Despite seeing the difficulty that effecting changes in the imaginary shape that bodies, and other parts of our world, can take for us, Spinoza did think such change was possible. Lloyd and Gatens point out that “he sees these organised patterns of affect and image as changeable through challenging the appropriateness of the images at their core … whereby we can learn to replace misleading and debilitating illusions” (1999, 26), We can see this process at work in the rewriting of the female body offered by Irigaray, and in the re-imagining of the black body which we find in writers such as bell hooks, where the skin of the man lying next to her, “soot black like my grand-daddy's skin” can return her to “a world where we had a history … a world where … something wonderful might be a ripe tomato, found as we walked through the rows of Daddy Jerry's garden” (1990, 33; see also Tate 2009). Feminist theorists of the body, working with the notion of the bodily imaginary, therefore see creative acts directed at alterations in our mode of perceiving bodies, as central to the process of political and social transformation (Lennon 2004).

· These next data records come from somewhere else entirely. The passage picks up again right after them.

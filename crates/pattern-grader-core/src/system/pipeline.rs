//! # Grading Pipeline
//!
//! Assembles the stage chain and runs it once per grading run.
//!
//! The chain is an ordered list: each stage's inner result is everything the
//! stages before it produced, its own checklist runs unconditionally, and the
//! configured [`MergePolicy`](crate::MergePolicy) combines the two. The manifest is loaded fresh
//! for every run and dropped when the run ends.

use super::stage::{Stage, StageKind};
use crate::checklist::ProbeContext;
use crate::config::GradingConfig;
use crate::manifest::{ArtifactLoader, Manifest};
use crate::prober::Prober;
use crate::result::GradeResult;
use crate::types::GradeError;
use serde::{Deserialize, Serialize};
use std::sync::Arc;
use std::time::Instant;

// =============================================================================
// CHAIN PRESETS
// =============================================================================

/// Which stages a pipeline runs. The base stage always comes first.
#[derive(Debug, Clone, Copy, PartialEq, Eq, Hash, Default, Serialize, Deserialize)]
#[serde(rename_all = "snake_case")]
pub enum ChainPreset {
    #[default]
    Full,
    /// Factory and singleton.
    Creational,
    /// Observer and command.
    Behavioral,
    FactoryOnly,
    SingletonOnly,
    ObserverOnly,
    CommandOnly,
    IntegrationOnly,
}

impl ChainPreset {
    /// Steps of a stepped grading run, in order.
    pub const STEPS: [ChainPreset; 6] = [
        ChainPreset::FactoryOnly,
        ChainPreset::SingletonOnly,
        ChainPreset::ObserverOnly,
        ChainPreset::CommandOnly,
        ChainPreset::IntegrationOnly,
        ChainPreset::Full,
    ];

    /// Stage kinds in chain order, base included.
    #[must_use]
    pub fn stages(&self) -> Vec<StageKind> {
        let own = match self {
            ChainPreset::Full => StageKind::ALL[1..].to_vec(),
            ChainPreset::Creational => vec![StageKind::Factory, StageKind::Singleton],
            ChainPreset::Behavioral => vec![StageKind::Observer, StageKind::Command],
            ChainPreset::FactoryOnly => vec![StageKind::Factory],
            ChainPreset::SingletonOnly => vec![StageKind::Singleton],
            ChainPreset::ObserverOnly => vec![StageKind::Observer],
            ChainPreset::CommandOnly => vec![StageKind::Command],
            ChainPreset::IntegrationOnly => vec![StageKind::Integration],
        };
        std::iter::once(StageKind::Base).chain(own).collect()
    }

    /// Name as accepted on the command line.
    #[must_use]
    pub fn name(&self) -> &'static str {
        match self {
            ChainPreset::Full => "full",
            ChainPreset::Creational => "creational",
            ChainPreset::Behavioral => "behavioral",
            ChainPreset::FactoryOnly => "factory-only",
            ChainPreset::SingletonOnly => "singleton-only",
            ChainPreset::ObserverOnly => "observer-only",
            ChainPreset::CommandOnly => "command-only",
            ChainPreset::IntegrationOnly => "integration-only",
        }
    }
}

impl std::fmt::Display for ChainPreset {
    fn fmt(&self, f: &mut std::fmt::Formatter<'_>) -> std::fmt::Result {
        write!(f, "{}", self.name())
    }
}

// =============================================================================
// PIPELINE
// =============================================================================

/// A stage chain plus the configuration its checklists read.
#[derive(Debug, Clone)]
pub struct Pipeline {
    config: GradingConfig,
    stages: Vec<Stage>,
}

impl Pipeline {
    /// The full chain.
    #[must_use]
    pub fn new(config: GradingConfig) -> Self {
        Self::with_preset(config, ChainPreset::Full)
    }

    #[must_use]
    pub fn with_preset(config: GradingConfig, preset: ChainPreset) -> Self {
        Self {
            config,
            stages: preset.stages().into_iter().map(Stage::new).collect(),
        }
    }

    #[must_use]
    pub fn config(&self) -> &GradingConfig {
        &self.config
    }

    #[must_use]
    pub fn stages(&self) -> &[Stage] {
        &self.stages
    }

    /// Stage labels joined in chain order, e.g. `Basic Validation + Factory Pattern`.
    #[must_use]
    pub fn category(&self) -> String {
        self.stages
            .iter()
            .map(Stage::label)
            .collect::<Vec<_>>()
            .join(" + ")
    }

    /// Scored items a run of this pipeline records (before any prior-failure flags).
    #[must_use]
    pub fn item_count(&self) -> usize {
        self.stages.iter().map(Stage::item_count).sum()
    }

    /// Grade an already loaded manifest.
    pub fn grade_manifest(&self, manifest: Arc<Manifest>) -> GradeResult {
        let started = Instant::now();
        let prober = Prober::new(manifest);
        let ctx = ProbeContext::new(&prober, &self.config);
        let policy = self.config.merge_policy;

        tracing::info!(
            namespace = prober.namespace(),
            category = %self.category(),
            "Grading started"
        );

        let mut result = self
            .stages
            .iter()
            .fold(GradeResult::new(), |inner, stage| {
                let own = stage.run(&ctx);
                policy.merge(inner, own, stage.label())
            });
        result.set_elapsed_ms(u64::try_from(started.elapsed().as_millis()).unwrap_or(u64::MAX));

        tracing::info!(
            namespace = prober.namespace(),
            passed = result.passed_count(),
            failed = result.failed_count(),
            score = %result.score_display(),
            elapsed_ms = result.elapsed_ms(),
            "Grading finished"
        );
        result
    }

    /// Resolve `namespace` through `loader` and grade it.
    ///
    /// Resolution failures are returned before any stage runs.
    pub fn grade(
        &self,
        loader: &dyn ArtifactLoader,
        namespace: &str,
    ) -> Result<GradeResult, GradeError> {
        self.config.validate()?;
        let manifest = loader.load(namespace)?;
        Ok(self.grade_manifest(manifest))
    }

    /// Like [`Pipeline::grade`], substituting a terminal failure result on error.
    pub fn grade_or_terminal(&self, loader: &dyn ArtifactLoader, namespace: &str) -> GradeResult {
        self.grade(loader, namespace).unwrap_or_else(|err| {
            tracing::warn!(namespace, error = %err, "Grading could not start");
            GradeResult::terminal_failure(&err)
        })
    }
}

/// Grade each pattern area on its own, then everything together.
///
/// Every step loads a fresh manifest.
pub fn stepped_grading(
    loader: &dyn ArtifactLoader,
    namespace: &str,
    config: &GradingConfig,
) -> Vec<(ChainPreset, GradeResult)> {
    ChainPreset::STEPS
        .iter()
        .map(|preset| {
            let pipeline = Pipeline::with_preset(config.clone(), *preset);
            (*preset, pipeline.grade_or_terminal(loader, namespace))
        })
        .collect()
}

// =============================================================================
// TESTS
// =============================================================================

#[cfg(test)]
mod tests {
    use super::*;
    use crate::manifest::ManifestRegistry;
    use crate::result::MergePolicy;

    #[test]
    fn full_chain_order_and_category() {
        let pipeline = Pipeline::new(GradingConfig::default());
        assert_eq!(
            pipeline.category(),
            "Basic Validation + Factory Pattern + Singleton Pattern + Observer Pattern + Command Pattern + Integration Tests"
        );
        assert_eq!(pipeline.item_count(), 25);
    }

    #[test]
    fn presets_always_start_with_base() {
        for preset in ChainPreset::STEPS {
            assert_eq!(preset.stages()[0], StageKind::Base);
        }
        assert_eq!(
            ChainPreset::Creational.stages(),
            vec![StageKind::Base, StageKind::Factory, StageKind::Singleton]
        );
    }

    #[test]
    fn unresolvable_namespace_is_returned() {
        let pipeline = Pipeline::new(GradingConfig::default());
        let registry = ManifestRegistry::new();
        assert!(matches!(
            pipeline.grade(&registry, ""),
            Err(GradeError::InvalidNamespace(_))
        ));

        let terminal = pipeline.grade_or_terminal(&registry, "nobody");
        assert_eq!(terminal.total(), 1);
        assert!(!terminal.passed());
    }

    #[test]
    fn invalid_config_is_returned() {
        let mut config = GradingConfig::default();
        config.factory.factory = String::new();
        let registry = ManifestRegistry::new().with("x", || Manifest::new("x"));
        assert!(matches!(
            Pipeline::new(config).grade(&registry, "x"),
            Err(GradeError::Config(_))
        ));
    }

    #[test]
    fn flag_policy_marks_each_stage_after_a_failure() {
        let config = GradingConfig {
            merge_policy: MergePolicy::FlagPriorFailure,
            ..GradingConfig::default()
        };
        let pipeline = Pipeline::with_preset(config, ChainPreset::Behavioral);
        let result = pipeline.grade_manifest(Arc::new(Manifest::new("empty")));

        // Observer (5) + one flag before Command + Command (4).
        assert_eq!(result.total(), 10);
        assert_eq!(result.entries()[5].message, MergePolicy::PRIOR_FAILURE);
    }

    #[test]
    fn stepped_grading_runs_every_step() {
        let registry = ManifestRegistry::new().with("x", || Manifest::new("x"));
        let steps = stepped_grading(&registry, "x", &GradingConfig::default());
        let presets: Vec<_> = steps.iter().map(|(preset, _)| *preset).collect();
        assert_eq!(presets, ChainPreset::STEPS.to_vec());
        assert_eq!(steps[0].1.total(), 5);
        assert_eq!(steps[5].1.total(), 25);
    }
}
//! # Property-Based Tests
//!
//! Invariants of the result algebra, checked with proptest.

use pattern_grader_core::{CheckEntry, GradeResult, MergePolicy};
use proptest::collection::vec;
use proptest::prelude::*;

// =============================================================================
// STRATEGIES
// =============================================================================

fn entry() -> impl Strategy<Value = CheckEntry> {
    (any::<bool>(), "[a-z ]{1,12}", 1u32..4).prop_map(|(pass, message, weight)| {
        if pass {
            CheckEntry::pass("Stage", message, weight)
        } else {
            CheckEntry::fail("Stage", message, weight)
        }
    })
}

fn result() -> impl Strategy<Value = GradeResult> {
    (vec(entry(), 0..8), vec("[a-z]{1,8}", 0..4), 0u64..500).prop_map(
        |(entries, details, elapsed)| {
            let mut result = GradeResult::new();
            for entry in entries {
                result.record(entry);
            }
            for detail in details {
                result.add_detail(detail);
            }
            result.set_elapsed_ms(elapsed);
            result
        },
    )
}

// =============================================================================
// PROPERTY TESTS
// =============================================================================

proptest! {
    /// Merging concatenates entries and details in argument order.
    #[test]
    fn merge_concatenates(a in result(), b in result()) {
        let merged = GradeResult::merge(a.clone(), b.clone());

        let expected: Vec<CheckEntry> = a.entries().iter().chain(b.entries()).cloned().collect();
        prop_assert_eq!(merged.entries(), expected.as_slice());
        prop_assert_eq!(merged.details().len(), a.details().len() + b.details().len());
        prop_assert_eq!(merged.elapsed_ms(), a.elapsed_ms() + b.elapsed_ms());
    }

    /// Counts and totals are additive under merge.
    #[test]
    fn counts_are_additive(a in result(), b in result()) {
        let merged = GradeResult::merge(a.clone(), b.clone());

        prop_assert_eq!(merged.total(), a.total() + b.total());
        prop_assert_eq!(merged.passed_count(), a.passed_count() + b.passed_count());
        prop_assert_eq!(merged.passed_count() + merged.failed_count(), merged.total());
        prop_assert_eq!(merged.max_points(), a.max_points() + b.max_points());
    }

    /// Grouping does not matter.
    #[test]
    fn merge_is_associative(a in result(), b in result(), c in result()) {
        let left = GradeResult::merge(GradeResult::merge(a.clone(), b.clone()), c.clone());
        let right = GradeResult::merge(a, GradeResult::merge(b, c));
        prop_assert_eq!(left, right);
    }

    /// Order does: swapping operands swaps the entry order.
    #[test]
    fn merge_keeps_operand_order(a in result(), b in result()) {
        prop_assume!(!a.entries().is_empty() && !b.entries().is_empty());
        prop_assume!(a.entries()[0] != b.entries()[0]);

        let ab = GradeResult::merge(a.clone(), b.clone());
        let ba = GradeResult::merge(b.clone(), a.clone());
        prop_assert_eq!(&ab.entries()[0], &a.entries()[0]);
        prop_assert_eq!(&ba.entries()[0], &b.entries()[0]);
    }

    /// The empty result is the identity.
    #[test]
    fn empty_is_identity(a in result()) {
        prop_assert_eq!(GradeResult::merge(GradeResult::new(), a.clone()), a.clone());
        prop_assert_eq!(GradeResult::merge(a.clone(), GradeResult::new()), a);
    }

    /// Passing needs at least one entry and no failures.
    #[test]
    fn passed_requires_entries_and_no_failures(a in result()) {
        prop_assert_eq!(a.passed(), a.total() > 0 && a.failed_count() == 0);
        prop_assert!(a.score_tenths() <= 1000);
    }

    /// The flag policy adds at most one entry, and only after a failure.
    #[test]
    fn flag_policy_adds_one_entry_after_failure(inner in result(), own in result()) {
        let flagged = MergePolicy::FlagPriorFailure.merge(inner.clone(), own.clone(), "Next");
        let extra = usize::from(inner.failed_count() > 0);

        prop_assert_eq!(flagged.total(), inner.total() + own.total() + extra);
        if extra == 1 {
            prop_assert_eq!(
                flagged.entries()[inner.total()].message.as_str(),
                MergePolicy::PRIOR_FAILURE
            );
        }
        prop_assert_eq!(
            MergePolicy::AppendOnly.merge(inner.clone(), own.clone(), "Next"),
            GradeResult::merge(inner, own)
        );
    }
}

Feminist theorists of embodiment have made a central contribution to philosophy of embodiment and ensured, along with critical race theorists and theorists of (dis)ability, that attention to the body plays a central role in social and political thought. The theories which emerge are not simply of gendered embodiment. They provide a general account of the relations between bodies and selves. Consequently the philosophy of embodiment extends outside the social and political sphere to engage with debates in philosophy of mind/body, where attention to embodiment has extended beyond a simple reductionist picture of the relation between mind and brain, to consider an embodied self, embedded within an environment. The formation of embodied subjectivity as constitutive of the self, to which feminists have paid such careful attention, and the persisting interrogation of the appropriate way of understanding biological and social embodiment, has links with these debates. What, however, is stressed within the feminist literature is the range of philosophical theories which are required to make sense of the embodied self. Naturalising frameworks need supplementing with phenomenological, poststructuralist and psychoanalytic ones, in just way the feminist theorists have exemplified, if embodied subjectivity is to become intelligible.